CCIA is glad to see the Court uphold the important idea of location privacy, however we would rather have seen the majority opinion deal with the inherent questions of location tracking, rather than the particulars of physical trespass. We are happy to see, however, that at least five of the Justices were interested in taking a broader view, and found at least some privacy right in locational data, regardless of how it was collected.
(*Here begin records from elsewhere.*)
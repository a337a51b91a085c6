//! Ordered Work Queue
//!
//! Time-sorted pending work for one event loop. Owns the synchronization
//! barriers and idle callbacks, and is the only place the loop's shared
//! state is locked.
//!
//! Items are kept sorted by scheduled time, FIFO among equal times. Front
//! insertion places an item at the head regardless of time. A barrier is an item
//! without a target; while one sits at the head, only asynchronous items
//! behind it can be taken.

use std::collections::VecDeque;
use std::fmt;
use std::panic::{self, AssertUnwindSafe};
use std::sync::Arc;
use std::time::Duration;

use parking_lot::Mutex;

use crate::clock::{Clock, MonotonicClock};
use crate::error::{ExecError, Result, panic_message};
use crate::item::WorkItem;
use crate::parker::{Parker, PollTimeout};
use crate::pool::WorkPool;

/// Callback run when the queue runs out of due work
///
/// Returning `false` deregisters it. Equality is reference identity, so
/// keep a clone around to remove it later.
#[derive(Clone)]
pub struct IdleCallback(Arc<dyn Fn() -> bool + Send + Sync>);

impl IdleCallback {
    pub fn new<F>(f: F) -> Self
    where
        F: Fn() -> bool + Send + Sync + 'static,
    {
        Self(Arc::new(f))
    }

    /// Run the callback; returns whether it stays registered
    pub fn run(&self) -> bool {
        (self.0)()
    }

    fn addr(&self) -> *const () {
        Arc::as_ptr(&self.0) as *const ()
    }
}

impl PartialEq for IdleCallback {
    fn eq(&self, other: &Self) -> bool {
        self.addr() == other.addr()
    }
}

impl Eq for IdleCallback {}

impl fmt::Debug for IdleCallback {
    fn fmt(&self, f: &mut fmt::Formatter<'_>) -> fmt::Result {
        write!(f, "IdleCallback({:p})", self.addr())
    }
}

/// Result of a non-blocking poll
#[derive(Debug)]
pub enum QueuePoll {
    /// A due item, detached from the queue
    Ready(Box<WorkItem>),
    /// Nothing is due right now
    Pending,
    /// The queue quit and has been disposed
    Quit,
}

#[derive(Debug, Default)]
struct QueueState {
    items: VecDeque<Box<WorkItem>>,
    idle_callbacks: Vec<IdleCallback>,
    next_barrier_token: i32,
    quitting: bool,
    /// Owner is parked waiting for work
    blocked: bool,
    disposed: bool,
}

impl QueueState {
    fn insert_position(&self, when: u64) -> usize {
        self.items.partition_point(|p| p.when <= when)
    }

    /// Index of the next item that may be taken, skipping past a head barrier
    fn candidate(&self) -> Option<usize> {
        let head = self.items.front()?;
        if head.is_barrier() {
            self.items
                .iter()
                .skip(1)
                .position(|p| p.is_async())
                .map(|i| i + 1)
        } else {
            Some(0)
        }
    }

    fn head_not_due(&self, now: u64) -> bool {
        self.items.front().map_or(true, |head| now < head.when)
    }

    fn remove_future(&mut self, now: u64) -> Vec<Box<WorkItem>> {
        let keep = self.items.partition_point(|p| p.when <= now);
        self.items.split_off(keep).into()
    }

    fn dispose(&mut self) -> Vec<Box<WorkItem>> {
        self.disposed = true;
        self.blocked = false;
        self.idle_callbacks.clear();
        self.items.drain(..).collect()
    }
}

fn recycle_all(items: Vec<Box<WorkItem>>) {
    let pool = WorkPool::global();
    for item in items {
        pool.recycle_unchecked(item);
    }
}

/// Time-ordered queue of pending work items
#[derive(Debug)]
pub struct WorkQueue {
    state: Mutex<QueueState>,
    parker: Parker,
    clock: Arc<dyn Clock>,
    quit_allowed: bool,
}

impl WorkQueue {
    pub fn new(quit_allowed: bool) -> Self {
        Self::with_clock(quit_allowed, Arc::new(MonotonicClock::new()))
    }

    pub fn with_clock(quit_allowed: bool, clock: Arc<dyn Clock>) -> Self {
        Self {
            state: Mutex::new(QueueState::default()),
            parker: Parker::new(),
            clock,
            quit_allowed,
        }
    }

    /// Current time on this queue's clock
    pub fn now(&self) -> u64 {
        self.clock.now_millis()
    }

    pub fn clock(&self) -> &Arc<dyn Clock> {
        &self.clock
    }

    pub fn is_quit_allowed(&self) -> bool {
        self.quit_allowed
    }

    /// Insert `item` to run at `when`, after everything already due by then.
    ///
    /// Returns `Ok(false)` if the queue is quitting; the item is recycled.
    pub fn enqueue(&self, item: Box<WorkItem>, when: u64) -> Result<bool> {
        self.insert(item, Some(when))
    }

    /// Insert `item` at the head, ahead of everything pending.
    ///
    /// The item is recorded with a scheduled time of 0, so it is due at once.
    pub fn enqueue_at_front(&self, item: Box<WorkItem>) -> Result<bool> {
        self.insert(item, None)
    }

    /// `None` means front insertion
    fn insert(&self, mut item: Box<WorkItem>, when: Option<u64>) -> Result<bool> {
        if item.target.is_none() {
            return Err(ExecError::MissingTarget);
        }
        let mut state = self.state.lock();
        if item.is_in_use() {
            return Err(ExecError::ItemInUse);
        }
        if state.quitting {
            drop(state);
            tracing::warn!(
                target: "fos_exec::queue",
                item = %item,
                "sending work to a looper on a dead thread"
            );
            WorkPool::global().recycle_unchecked(item);
            return Ok(false);
        }

        item.mark_in_use();
        item.when = when.unwrap_or(0);
        let pos = match when {
            Some(when) => state.insert_position(when),
            None => 0,
        };
        let need_wake = if pos == 0 {
            state.blocked
        } else {
            // Stalled behind a barrier: only wake for the earliest async item.
            state.blocked
                && state.items[0].is_barrier()
                && item.is_async()
                && !state.items.range(1..pos).any(|p| p.is_async())
        };
        tracing::trace!(target: "fos_exec::queue", item = %item, pos, "enqueued");
        state.items.insert(pos, item);
        drop(state);

        if need_wake {
            self.parker.wake();
        }
        Ok(true)
    }

    /// Block until an item is due and detach it.
    ///
    /// Owning thread only. Returns `None` once the queue has quit; the queue
    /// is disposed at that point and never yields again.
    pub fn take_next(&self) -> Option<Box<WorkItem>> {
        match self.next_item(true) {
            QueuePoll::Ready(item) => Some(item),
            QueuePoll::Pending | QueuePoll::Quit => None,
        }
    }

    /// Like [`WorkQueue::take_next`] but never blocks.
    pub fn poll_next(&self) -> QueuePoll {
        self.next_item(false)
    }

    fn next_item(&self, blocking: bool) -> QueuePoll {
        if self.state.lock().disposed {
            return QueuePoll::Quit;
        }

        // None until the first pass decides whether idle callbacks run.
        let mut pending_idle: Option<usize> = None;
        let mut timeout = PollTimeout::Immediate;
        loop {
            self.parker.poll_once(timeout);

            let idlers = {
                let mut state = self.state.lock();
                let now = self.clock.now_millis();

                match state.candidate() {
                    Some(index) => {
                        let when = state.items[index].when;
                        if now < when {
                            timeout = PollTimeout::After(Duration::from_millis(when - now));
                        } else {
                            state.blocked = false;
                            if let Some(mut item) = state.items.remove(index) {
                                item.mark_in_use();
                                tracing::trace!(target: "fos_exec::queue", item = %item, "returning");
                                return QueuePoll::Ready(item);
                            }
                        }
                    }
                    None => timeout = PollTimeout::Forever,
                }

                if state.quitting {
                    let leftovers = state.dispose();
                    drop(state);
                    recycle_all(leftovers);
                    tracing::debug!(target: "fos_exec::queue", "queue disposed");
                    return QueuePoll::Quit;
                }

                if pending_idle.is_none() && state.head_not_due(now) {
                    pending_idle = Some(state.idle_callbacks.len());
                }
                if pending_idle.unwrap_or(0) == 0 {
                    if !blocking {
                        return QueuePoll::Pending;
                    }
                    state.blocked = true;
                    continue;
                }
                state.idle_callbacks.clone()
            };

            self.run_idle_callbacks(idlers);

            // Idle callbacks may have posted work; look again without waiting.
            pending_idle = Some(0);
            timeout = PollTimeout::Immediate;
        }
    }

    fn run_idle_callbacks(&self, idlers: Vec<IdleCallback>) {
        for idler in idlers {
            let keep = match panic::catch_unwind(AssertUnwindSafe(|| idler.run())) {
                Ok(keep) => keep,
                Err(panic) => {
                    tracing::error!(
                        target: "fos_exec::queue",
                        "idle callback panicked: {}",
                        panic_message(panic.as_ref())
                    );
                    false
                }
            };
            if !keep {
                self.remove_idle_callback(&idler);
            }
        }
    }

    /// Stop the queue.
    ///
    /// `safe` keeps items that are already due so they still get taken;
    /// otherwise everything pending is dropped. Wakes the owner either way.
    pub fn quit(&self, safe: bool) -> Result<()> {
        if !safe && !self.quit_allowed {
            return Err(ExecError::QuitNotAllowed);
        }
        let removed = {
            let mut state = self.state.lock();
            if state.quitting {
                return Ok(());
            }
            state.quitting = true;
            if safe {
                let now = self.clock.now_millis();
                state.remove_future(now)
            } else {
                state.items.drain(..).collect()
            }
        };
        tracing::debug!(
            target: "fos_exec::queue",
            safe,
            dropped = removed.len(),
            "quit requested"
        );
        recycle_all(removed);
        self.parker.wake();
        Ok(())
    }

    /// Post a barrier at the current time
    pub fn post_barrier_now(&self) -> i32 {
        self.post_barrier(self.clock.now_millis())
    }

    /// Post a barrier at `when`, stalling synchronous items scheduled after it.
    ///
    /// Does not wake the owner. Returns the token for `remove_barrier`.
    pub fn post_barrier(&self, when: u64) -> i32 {
        let mut barrier = WorkPool::global().obtain();
        barrier.mark_in_use();
        barrier.when = when;

        let mut state = self.state.lock();
        let token = state.next_barrier_token;
        state.next_barrier_token = state.next_barrier_token.wrapping_add(1);
        barrier.arg1 = token;
        let pos = state.insert_position(when);
        state.items.insert(pos, barrier);
        tracing::trace!(target: "fos_exec::queue", token, when, pos, "barrier posted");
        token
    }

    /// Remove the barrier identified by `token`.
    pub fn remove_barrier(&self, token: i32) -> Result<()> {
        let (barrier, need_wake) = {
            let mut state = self.state.lock();
            let index = state
                .items
                .iter()
                .position(|p| p.is_barrier() && p.arg1 == token)
                .ok_or(ExecError::UnknownBarrier(token))?;
            let barrier = state.items.remove(index);
            // Only a head barrier was stalling the owner.
            let need_wake = index == 0
                && state.items.front().map_or(true, |head| !head.is_barrier())
                && !state.quitting;
            (barrier, need_wake)
        };
        if let Some(barrier) = barrier {
            WorkPool::global().recycle_unchecked(barrier);
        }
        tracing::trace!(target: "fos_exec::queue", token, "barrier removed");
        if need_wake {
            self.parker.wake();
        }
        Ok(())
    }

    /// Remove every pending item matching `pred`; returns how many.
    ///
    /// Barriers are never matched. `pred` runs under the queue lock and must
    /// not call back into this queue.
    pub fn remove_matching<F>(&self, mut pred: F) -> usize
    where
        F: FnMut(&WorkItem) -> bool,
    {
        let removed = {
            let mut state = self.state.lock();
            let mut removed = Vec::new();
            let mut kept = VecDeque::with_capacity(state.items.len());
            for item in state.items.drain(..) {
                if !item.is_barrier() && pred(&item) {
                    removed.push(item);
                } else {
                    kept.push_back(item);
                }
            }
            state.items = kept;
            removed
        };
        let count = removed.len();
        recycle_all(removed);
        count
    }

    /// Whether any pending item matches `pred`
    pub fn has_matching<F>(&self, mut pred: F) -> bool
    where
        F: FnMut(&WorkItem) -> bool,
    {
        let state = self.state.lock();
        state.items.iter().any(|p| !p.is_barrier() && pred(p))
    }

    pub fn add_idle_callback(&self, callback: IdleCallback) {
        self.state.lock().idle_callbacks.push(callback);
    }

    pub fn remove_idle_callback(&self, callback: &IdleCallback) {
        let mut state = self.state.lock();
        if let Some(index) = state.idle_callbacks.iter().position(|c| c == callback) {
            state.idle_callbacks.remove(index);
        }
    }

    /// True if nothing is due right now
    pub fn is_idle(&self) -> bool {
        let state = self.state.lock();
        state.head_not_due(self.clock.now_millis())
    }

    /// True while the owner is parked waiting for work
    pub fn is_polling(&self) -> bool {
        let state = self.state.lock();
        !state.quitting && state.blocked
    }

    pub fn is_quitting(&self) -> bool {
        self.state.lock().quitting
    }

    pub fn is_disposed(&self) -> bool {
        self.state.lock().disposed
    }

    /// Number of pending items, barriers included
    pub fn len(&self) -> usize {
        self.state.lock().items.len()
    }

    pub fn is_empty(&self) -> bool {
        self.len() == 0
    }

    pub(crate) fn wake(&self) {
        self.parker.wake();
    }
}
Justice Scalia, writing for the court, based his rationale
entirely on the fact of a physical trespass. Police were required to physically
place the GPS device on the car itself before it could track the defendant, and
that trespass, held the court, created a search under the Fourth Amendment
which must have an accompanying warrant. The problem with this narrow argument
is that it does not answer the broader question. GPS device tracking is an
investigatory technique that is already falling by the wayside. Tracking of
cell phones is becoming much more common and carries with it no requirement for
the police to trespass to begin the tracking.
For
that reason, we are encouraged to see a majority of the court embrace a broader
standard. Justice Alito, writing for himself along with Justices Ginsburg,
Bryer, and Kagan, argued convincingly that there is a Fourth Amendment privacy
interest in location information, in at least some circumstances. This is the
right approach, although a bright line test that included all electronically
enhanced location tracking would be a more easily workable solution. Justice
Sotomayor joined Justice Scalia’s opinion for the majority, but also wrote
separately to say that she also agreed with the rationale outlined by Justice
Alito.
We hope the lower courts will take this into consideration and begin
expecting warrants even in cases where location tracking is done without
physical trespass. At the same time, Congress is in a perfect situation to
expand on this decision. There is now a baseline of protection, but the
legislature should step up and fill in the details.